Data Block Start
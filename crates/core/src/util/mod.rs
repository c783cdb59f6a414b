pub mod bounded;
pub mod retry;

pub use bounded::BoundedLog;
pub use retry::{is_http_retryable, retry_with_backoff, RetryConfig};
//! Retry utilities with exponential backoff
//!
//! Used around calls to the language model, where a transient network error or
//! a 5xx should not cost the user their reply.

use std::time::Duration;
use tokio::time::{sleep, Instant};
use tracing::{debug, warn};

const LOG_TARGET: &str = "util::retry";

/// Configuration for retry behavior
#[derive(Clone, Debug, PartialEq)]
pub struct RetryConfig {
    /// Maximum number of attempts, including the first one
    pub max_attempts: u32,
    /// Delay before the second attempt
    pub initial_delay: Duration,
    /// Multiplier for exponential backoff
    pub backoff_multiplier: f64,
    /// Maximum delay between attempts
    pub max_delay: Duration,
    /// No new attempt is started once this much time has elapsed
    pub deadline: Option<Duration>,
}

impl Default for RetryConfig {
    fn default() -> Self {
        Self {
            max_attempts: 3,
            initial_delay: Duration::from_millis(250),
            backoff_multiplier: 2.0,
            max_delay: Duration::from_secs(2),
            deadline: None,
        }
    }
}

impl RetryConfig {
    pub fn new(max_attempts: u32, initial_delay: Duration) -> Self {
        Self {
            max_attempts: max_attempts.max(1),
            initial_delay,
            ..Default::default()
        }
    }

    pub fn with_deadline(mut self, deadline: Duration) -> Self {
        self.deadline = Some(deadline);
        self
    }

    /// Delay after the given (1-based) failed attempt.
    pub(crate) fn delay_for_attempt(&self, attempt: u32) -> Duration {
        let exponent = attempt.saturating_sub(1).min(i32::MAX as u32) as i32;
        let delay_ms =
            self.initial_delay.as_millis() as f64 * self.backoff_multiplier.powi(exponent);
        let delay = Duration::from_millis(delay_ms.min(u64::MAX as f64) as u64);
        delay.min(self.max_delay)
    }
}

/// Retry `f` with exponential backoff while `is_retryable` accepts the error.
///
/// `min_attempt_time` is how long one more attempt needs to be worthwhile; it
/// is checked against the configured deadline before sleeping.
pub async fn retry_with_backoff<F, T, E, Fut>(
    config: &RetryConfig,
    min_attempt_time: Duration,
    mut f: F,
    is_retryable: impl Fn(&E) -> bool,
) -> Result<T, E>
where
    F: FnMut() -> Fut,
    Fut: std::future::Future<Output = Result<T, E>>,
{
    let started = Instant::now();
    let max_attempts = config.max_attempts.max(1);
    let mut attempt = 1;

    loop {
        let err = match f().await {
            Ok(result) => {
                if attempt > 1 {
                    debug!(target: LOG_TARGET, attempt, "operation succeeded after retry");
                }
                return Ok(result);
            }
            Err(e) => e,
        };

        if attempt >= max_attempts || !is_retryable(&err) {
            return Err(err);
        }

        let delay = config.delay_for_attempt(attempt);
        if let Some(deadline) = config.deadline {
            if started.elapsed() + delay + min_attempt_time > deadline {
                warn!(
                    target: LOG_TARGET,
                    attempt,
                    elapsed_ms = started.elapsed().as_millis() as u64,
                    "deadline reached, giving up"
                );
                return Err(err);
            }
        }

        warn!(
            target: LOG_TARGET,
            attempt,
            max_attempts,
            delay_ms = delay.as_millis() as u64,
            "operation failed, retrying"
        );
        sleep(delay).await;
        attempt += 1;
    }
}

/// Check if an HTTP status is worth retrying
pub fn is_http_retryable(status: u16) -> bool {
    matches!(status, 408 | 429 | 500..=599)
}

#[cfg(test)]
mod tests {
    use super::*;
    use std::sync::atomic::{AtomicU32, Ordering};

    #[test]
    fn test_retry_config_delay_calculation() {
        let config = RetryConfig::new(5, Duration::from_millis(100));

        assert_eq!(config.delay_for_attempt(1), Duration::from_millis(100));
        assert_eq!(config.delay_for_attempt(2), Duration::from_millis(200));
        assert_eq!(config.delay_for_attempt(3), Duration::from_millis(400));
        assert_eq!(config.delay_for_attempt(4), Duration::from_millis(800));
    }

    #[test]
    fn test_retry_config_max_delay() {
        let config = RetryConfig {
            max_attempts: 10,
            initial_delay: Duration::from_millis(100),
            backoff_multiplier: 10.0,
            max_delay: Duration::from_secs(1),
            deadline: None,
        };

        assert_eq!(config.delay_for_attempt(5), Duration::from_secs(1));
    }

    #[test]
    fn test_is_http_retryable() {
        assert!(is_http_retryable(500));
        assert!(is_http_retryable(503));
        assert!(is_http_retryable(429));
        assert!(is_http_retryable(408));
        assert!(!is_http_retryable(400));
        assert!(!is_http_retryable(401));
        assert!(!is_http_retryable(404));
    }

    #[tokio::test(start_paused = true)]
    async fn retries_until_success() {
        let calls = AtomicU32::new(0);
        let config = RetryConfig::new(3, Duration::from_millis(10));
        let result: Result<u32, &str> = retry_with_backoff(
            &config,
            Duration::ZERO,
            || {
                let n = calls.fetch_add(1, Ordering::SeqCst) + 1;
                async move {
                    if n < 3 {
                        Err("flaky")
                    } else {
                        Ok(n)
                    }
                }
            },
            |_| true,
        )
        .await;
        assert_eq!(result, Ok(3));
        assert_eq!(calls.load(Ordering::SeqCst), 3);
    }

    #[tokio::test(start_paused = true)]
    async fn stops_on_non_retryable_error() {
        let calls = AtomicU32::new(0);
        let config = RetryConfig::new(5, Duration::from_millis(10));
        let result: Result<(), &str> = retry_with_backoff(
            &config,
            Duration::ZERO,
            || {
                calls.fetch_add(1, Ordering::SeqCst);
                async { Err("unauthorized") }
            },
            |_| false,
        )
        .await;
        assert_eq!(result, Err("unauthorized"));
        assert_eq!(calls.load(Ordering::SeqCst), 1);
    }

    #[tokio::test(start_paused = true)]
    async fn deadline_cuts_retries_short() {
        let calls = AtomicU32::new(0);
        let config =
            RetryConfig::new(10, Duration::from_millis(400)).with_deadline(Duration::from_secs(1));
        let result: Result<(), &str> = retry_with_backoff(
            &config,
            Duration::from_millis(300),
            || {
                calls.fetch_add(1, Ordering::SeqCst);
                async { Err("timeout") }
            },
            |_| true,
        )
        .await;
        assert!(result.is_err());
        // 0ms: attempt 1, +400ms: attempt 2, next would need 800ms + 300ms > 1s
        assert_eq!(calls.load(Ordering::SeqCst), 2);
    }
}
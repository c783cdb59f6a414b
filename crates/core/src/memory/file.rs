use crate::config::{HistoryCap, StoreConfig};
use crate::memory::{ProfileStore, StorageError, UserProfile};
use futures::future::BoxFuture;
use futures::FutureExt;
use std::collections::HashMap;
use std::io::ErrorKind;
use std::path::{Path, PathBuf};
use std::sync::Arc;
use tokio::io::AsyncWriteExt;
use tokio::sync::Mutex;

const LOG_TARGET: &str = "memory::file";

/// One JSON document per user under a table directory.
///
/// Saves write a temporary file and `rename` it over the target, so readers
/// only ever see a complete document. Saves for the same user are serialized
/// on a per-user lock.
#[derive(Clone)]
pub struct JsonFileProfileStore {
    dir: PathBuf,
    cap: HistoryCap,
    locks: Arc<Mutex<HashMap<String, Arc<Mutex<()>>>>>,
}

impl JsonFileProfileStore {
    /// Opens (creating if needed) the table directory described by `config`.
    pub async fn open(config: &StoreConfig) -> Result<Self, StorageError> {
        Self::open_dir(config.table_dir(), config.history_cap).await
    }

    pub async fn open_dir(dir: impl Into<PathBuf>, cap: HistoryCap) -> Result<Self, StorageError> {
        let dir = dir.into();
        tokio::fs::create_dir_all(&dir)
            .await
            .map_err(|e| StorageError::from_io("create table dir", e))?;
        tracing::info!(target: LOG_TARGET, dir = %dir.display(), "profile table ready");
        Ok(Self {
            dir,
            cap,
            locks: Arc::default(),
        })
    }

    pub fn dir(&self) -> &Path {
        &self.dir
    }

    fn path_for(&self, user_id: &str) -> Result<PathBuf, StorageError> {
        if user_id.is_empty() {
            return Err(StorageError::Permanent("empty user id".to_owned()));
        }
        Ok(self.dir.join(format!("{}.json", encode_file_stem(user_id))))
    }

    async fn user_lock(&self, user_id: &str) -> Arc<Mutex<()>> {
        let mut locks = self.locks.lock().await;
        locks.entry(user_id.to_owned()).or_default().clone()
    }

    /// Forgets the user's lock once nobody else holds or waits on it.
    async fn release_lock(&self, user_id: &str, lock: Arc<Mutex<()>>) {
        let mut locks = self.locks.lock().await;
        // One reference in the map, one here.
        if Arc::strong_count(&lock) == 2 {
            locks.remove(user_id);
        }
    }

    async fn write_atomically(&self, path: &Path, bytes: &[u8]) -> Result<(), StorageError> {
        let tmp = path.with_extension(format!("json.{:016x}.tmp", rand::random::<u64>()));
        let result = async {
            let mut file = tokio::fs::File::create(&tmp)
                .await
                .map_err(|e| StorageError::from_io("create temp file", e))?;
            file.write_all(bytes)
                .await
                .map_err(|e| StorageError::from_io("write profile", e))?;
            file.sync_all()
                .await
                .map_err(|e| StorageError::from_io("sync profile", e))?;
            drop(file);
            tokio::fs::rename(&tmp, path)
                .await
                .map_err(|e| StorageError::from_io("replace profile", e))
        }
        .await;

        if result.is_err() {
            if let Err(e) = tokio::fs::remove_file(&tmp).await {
                if e.kind() != ErrorKind::NotFound {
                    tracing::warn!(target: LOG_TARGET, path = %tmp.display(), error = %e, "failed to remove temp file");
                }
            }
        }
        result
    }
}

impl ProfileStore for JsonFileProfileStore {
    fn load(&self, user_id: String) -> BoxFuture<'_, Result<UserProfile, StorageError>> {
        async move {
            let path = self.path_for(&user_id)?;
            let raw = match tokio::fs::read(&path).await {
                Ok(raw) => raw,
                Err(e) if e.kind() == ErrorKind::NotFound => {
                    tracing::debug!(target: LOG_TARGET, %user_id, "no stored profile, starting fresh");
                    return Ok(UserProfile::new(user_id));
                }
                Err(e) => return Err(StorageError::from_io("read profile", e)),
            };

            let mut profile: UserProfile = serde_json::from_slice(&raw).map_err(|e| {
                StorageError::Permanent(format!("corrupt profile {}: {e}", path.display()))
            })?;
            if profile.user_id != user_id {
                return Err(StorageError::Permanent(format!(
                    "profile {} belongs to another user",
                    path.display()
                )));
            }
            profile.enforce_caps(self.cap);
            Ok(profile)
        }
        .boxed()
    }

    fn save(&self, mut profile: UserProfile) -> BoxFuture<'_, Result<(), StorageError>> {
        async move {
            let path = self.path_for(&profile.user_id)?;
            profile.enforce_caps(self.cap);
            let bytes = serde_json::to_vec_pretty(&profile)
                .map_err(|e| StorageError::Permanent(format!("serialize profile: {e}")))?;

            let lock = self.user_lock(&profile.user_id).await;
            let guard = lock.lock().await;
            let written = self.write_atomically(&path, &bytes).await;
            drop(guard);
            self.release_lock(&profile.user_id, lock).await;
            written?;
            tracing::debug!(target: LOG_TARGET, user_id = %profile.user_id, bytes = bytes.len(), "profile saved");
            Ok(())
        }
        .boxed()
    }
}

/// Percent-encodes everything outside the URL unreserved set, so any platform
/// user id maps to one file name inside the table directory. A leading dot is
/// encoded too, keeping documents visible.
fn encode_file_stem(user_id: &str) -> String {
    let encoded = urlencoding::encode(user_id);
    match encoded.strip_prefix('.') {
        Some(rest) => format!("%2E{rest}"),
        None => encoded.into_owned(),
    }
}
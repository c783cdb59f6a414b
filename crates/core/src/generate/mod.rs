mod openai;
mod resilient;
mod scripted;

use crate::config::ConfigError;
use crate::prompt::PromptPayload;
use crate::util::is_http_retryable;
use futures::future::BoxFuture;
use std::time::Duration;

pub use openai::OpenAiCompatibleGenerator;
pub use resilient::{Reply, ResilientGenerator, FALLBACK_GENERIC, FALLBACK_TIMEOUT};
pub use scripted::ScriptedGenerator;

#[derive(thiserror::Error, Debug)]
pub enum GenerationError {
    #[error("generation timed out after {0:?}")]
    Timeout(Duration),
    #[error("rate limited by provider: {0}")]
    RateLimited(String),
    #[error("provider server error {0}: {1}")]
    Server(u16, String),
    #[error("provider rejected request {0}: {1}")]
    Api(u16, String),
    #[error("network error: {0}")]
    Network(#[source] reqwest::Error),
    #[error("invalid provider response: {0}")]
    InvalidResponse(String),
    #[error("generator misconfigured: {0}")]
    Config(#[from] ConfigError),
}

impl GenerationError {
    pub fn from_status(status: u16, body: String) -> Self {
        match status {
            429 => GenerationError::RateLimited(body),
            s if is_http_retryable(s) => GenerationError::Server(s, body),
            s => GenerationError::Api(s, body),
        }
    }

    /// Transient failures worth another attempt.
    pub fn is_retryable(&self) -> bool {
        match self {
            GenerationError::Timeout(_)
            | GenerationError::RateLimited(_)
            | GenerationError::Server(..)
            | GenerationError::Network(_) => true,
            GenerationError::Api(..)
            | GenerationError::InvalidResponse(_)
            | GenerationError::Config(_) => false,
        }
    }
}

/// Produces the companion's reply for a composed prompt.
pub trait ResponseGenerator: Send + Sync {
    fn generate(&self, prompt: PromptPayload) -> BoxFuture<'_, Result<String, GenerationError>>;
}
Data Block End
■ **Task brief**:
Emit an exact copy of the lines spanning the start of the records to the line containing "pub struct RetryConfig", inclusive, and no other output.

■ **Answer area**:
filename crates/core/src/util/mod.rs
repository c783cdb59f6a414b
pub mod bounded;
pub mod retry;

pub use bounded::BoundedLog;
pub use retry::{is_http_retryable, retry_with_backoff, RetryConfig};
//! Retry utilities with exponential backoff
//!
//! Used around calls to the language model, where a transient network error or
//! a 5xx should not cost the user their reply.

use std::time::Duration;
use tokio::time::{sleep, Instant};
use tracing::{debug, warn};

const LOG_TARGET: &str = "util::retry";

/// Configuration for retry behavior
#[derive(Clone, Debug, PartialEq)]
pub struct RetryConfig {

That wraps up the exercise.